Los escoceses Simple Minds son el epítome del batacazo. Con un pasado profundamente inquieto que los llevó del post-punk más primitivo a la New Wave pasando por el krautrock y el eurodance, la tontada del himno, B.S.O. de la película de John Hughes El club de los cinco, y cuya interpretación rechazó Brian Ferry, supuso para los chicos de Jim Kerr su único número uno en Estados Unidos y el principio del fin. Aun así, a ver quién es el guapo que no alza los brazos ante su coda final.
Quienes sí que supieron sacar oro de esos estribillos de algodón de azúcar fueron los suecos Roxette. El primer single que sacaron a nivel mundial, The Look, resumía perfectamente el pop narcisista de finales de los ochenta con un estribillo absolutamente irresistible. Su efectividad comercial queda fuera de toda duda.
Incluso bandas de culto como R.E.M., abanderados del college rock y conocidos por sus letras en ocasiones crípticas, no hacían ascos a utilizar el recurso de la onomatopeya para crear canciones tan positivas como la deliciosa Shiny Happy People, al alimón con la compatriota y cantante de B-52’s Kate Pierson, y los coros de la coda que todos, sin excepción, hemos entonado al final de una noche.
Esta lista es campo abonado para one hit bands como Crash Test Dummies. Los de Winnipeg, que aún siguen en activo pero fuera del radar, asombraron en 1993 con esta sencilla canción donde se describe, en apenas un par de versos, tres tristes (y truculentas) historias infantiles. Toda una demostración de eficacia.
Siguiendo la estela del rock duro mestizo, abanderado por Red Hot Chili Peppers y Rage Against the Machine, los ingleses Terrorvision legaron al mundo un segundo disco mucho más bailable y previsible que el de sus mentores. Sin embargo, Oblivion y su duadududúa consiguieron estropear muchas cervicales a mediados de los noventa. Y es que, reconozcámoslo, el estribillo es superinfeccioso.
Los noventa fueron una época muy alocada. Tras la fiebre Madchester, la música de baile se disparó en numerosas direcciones y tendencias que se sucedían unas a otras en oleadas imparables. De entre todas las canciones que rompieron pistas y radiofórmulas rescatamos este himno del scat, el Scatman del (veterano, por cierto) artista Scatman John. Sí, todo lo intrascendente y comercial que queráis, pero a ver quién le niega a Scatman John, nacido John Paul Larkin, el talento para facturar una canción repleta de influencias jazzísticas, raperas y houseras, y adaptarla a la habilidad de un cantante… tartamudo.
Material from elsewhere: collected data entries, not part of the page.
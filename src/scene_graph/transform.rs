use glam::{EulerRot, Mat4, Quat, Vec3};
use std::cell::{Cell, Ref, RefCell};

#[derive(Debug, Clone)]
pub struct Transform {
    translation: Vec3,
    rotation: Quat,
    scale: f32,

    local_matrix: RefCell<Mat4>,
    world_matrix: RefCell<Mat4>,
    local_dirty: Cell<bool>,
    world_dirty: Cell<bool>,
}

impl Transform {
    pub fn from_translation(translation: Vec3) -> Self {
        Self::new(translation, Quat::IDENTITY, 1.0)
    }

    pub fn new(translation: Vec3, rotation: Quat, scale: f32) -> Self {
        Self {
            translation,
            rotation,
            scale,
            local_matrix: RefCell::new(Mat4::IDENTITY),
            world_matrix: RefCell::new(Mat4::IDENTITY),
            local_dirty: Cell::new(true),
            world_dirty: Cell::new(true),
        }
    }

    /// Rotation given as intrinsic X, then Y, then Z angles in radians.
    pub fn euler(x: f32, y: f32, z: f32) -> Quat {
        Quat::from_euler(EulerRot::XYZ, x, y, z)
    }

    pub fn get_local_matrix(&self) -> Ref<Mat4> {
        if self.local_dirty.get() {
            let matrix = Mat4::from_scale_rotation_translation(
                Vec3::splat(self.scale),
                self.rotation,
                self.translation,
            );

            self.local_matrix.replace(matrix);
            self.local_dirty.set(false);
            self.invalidate_world();
        }

        self.local_matrix.borrow()
    }

    pub fn get_world_matrix(&self) -> Ref<Mat4> {
        self.world_matrix.borrow()
    }

    pub fn set_world_matrix(&self, world_matrix: Mat4) {
        self.world_matrix.replace(world_matrix);
        self.world_dirty.set(false);
    }

    pub fn invalidate_local(&self) {
        self.local_dirty.set(true);
        self.world_dirty.set(true);
    }

    pub fn invalidate_world(&self) {
        self.world_dirty.set(true);
    }

    pub fn is_world_dirty(&self) -> bool {
        self.world_dirty.get()
    }

    pub fn set_translation(&mut self, translation: Vec3) {
        self.translation = translation;
        self.invalidate_local();
    }

    pub fn set_rotation(&mut self, rotation: Quat) {
        self.rotation = rotation;
        self.invalidate_local();
    }

    pub fn set_scale(&mut self, scale: f32) {
        self.scale = scale;
        self.invalidate_local();
    }

    pub fn set_transform(&mut self, translation: Vec3, rotation: Quat, scale: f32) {
        self.translation = translation;
        self.rotation = rotation;
        self.scale = scale;
        self.invalidate_local();
    }

    pub fn translation(&self) -> Vec3 {
        self.translation
    }
}

impl Default for Transform {
    fn default() -> Self {
        Self::from_translation(Vec3::ZERO)
    }
}

#[cfg(test)]
mod tests {
    use std::f32::consts::FRAC_PI_2;

    use super::*;

    #[test]
    fn local_matrix_applies_scale_rotation_translation() {
        let transform = Transform::new(
            Vec3::new(1.0, 2.0, 3.0),
            Quat::from_rotation_y(FRAC_PI_2),
            2.0,
        );

        let point = transform.get_local_matrix().transform_point3(Vec3::X);
        // X scaled to 2, rotated a quarter turn about Y to -Z, then translated
        assert!(point.abs_diff_eq(Vec3::new(1.0, 2.0, 1.0), 1e-5));
    }

    #[test]
    fn setters_mark_transform_dirty() {
        let mut transform = Transform::default();
        let _ = transform.get_local_matrix();
        transform.set_world_matrix(Mat4::IDENTITY);

        assert!(!transform.is_world_dirty());

        transform.set_translation(Vec3::Y);

        assert!(transform.is_world_dirty());
        assert_eq!(
            transform.get_local_matrix().w_axis.truncate(),
            Vec3::Y
        );
    }

    #[test]
    fn rotation_and_scale_rebuild_local_matrix() {
        let mut transform = Transform::from_translation(Vec3::Y);
        let _ = transform.get_local_matrix();
        transform.set_world_matrix(Mat4::IDENTITY);

        transform.set_rotation(Quat::from_rotation_z(FRAC_PI_2));
        assert!(transform.is_world_dirty());
        transform.set_scale(3.0);

        let point = transform.get_local_matrix().transform_point3(Vec3::X);
        assert!(point.abs_diff_eq(Vec3::new(0.0, 4.0, 0.0), 1e-5));
    }

    #[test]
    fn euler_rotation_order_is_xyz() {
        let rotation = Transform::euler(0.3, -0.2, 0.1);
        let expected =
            Quat::from_rotation_x(0.3) * Quat::from_rotation_y(-0.2) * Quat::from_rotation_z(0.1);
        assert!(rotation.abs_diff_eq(expected, 1e-6));
    }
}
pub mod config;
pub mod global_uniform;
pub mod gui_overlay;
pub mod instance;
pub mod passes;
pub mod render_common;
pub mod render_material_manager;
pub mod render_model;
pub mod renderer;
pub mod shader_loader;
pub mod texture;
pub mod util;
De quitarse el sombrero.
Mientras tanto, el britpop sacaba pecho y orgullo con toda una explosión de canciones pop brillantes. Entre los destacados, los chicos de Brett Anderson que recientemente han visitado nuestro país. Aun tras la marcha de Bernard Buttler, Coming Up era un digno sucesos de Dog Man Star, y Beautiful Ones, una perfecta oda narcisista que, como no, no podía carecer de su estribillo fácilmente identificable y con la que el público puede comulgar en perfecta armonía.
Blur le dio la vuelta al recurso, y la onomatopeya se convirtió, más que en un singalong, en grito de guerra. La que, en mi opinión, fue la mejor época de Albarn, Coxon & Co., se adentraron en caminos más atrevidos cuyo resultado más reconocido (aunque no el mejor) es este Song 2, dos minutos de fuerza desatada.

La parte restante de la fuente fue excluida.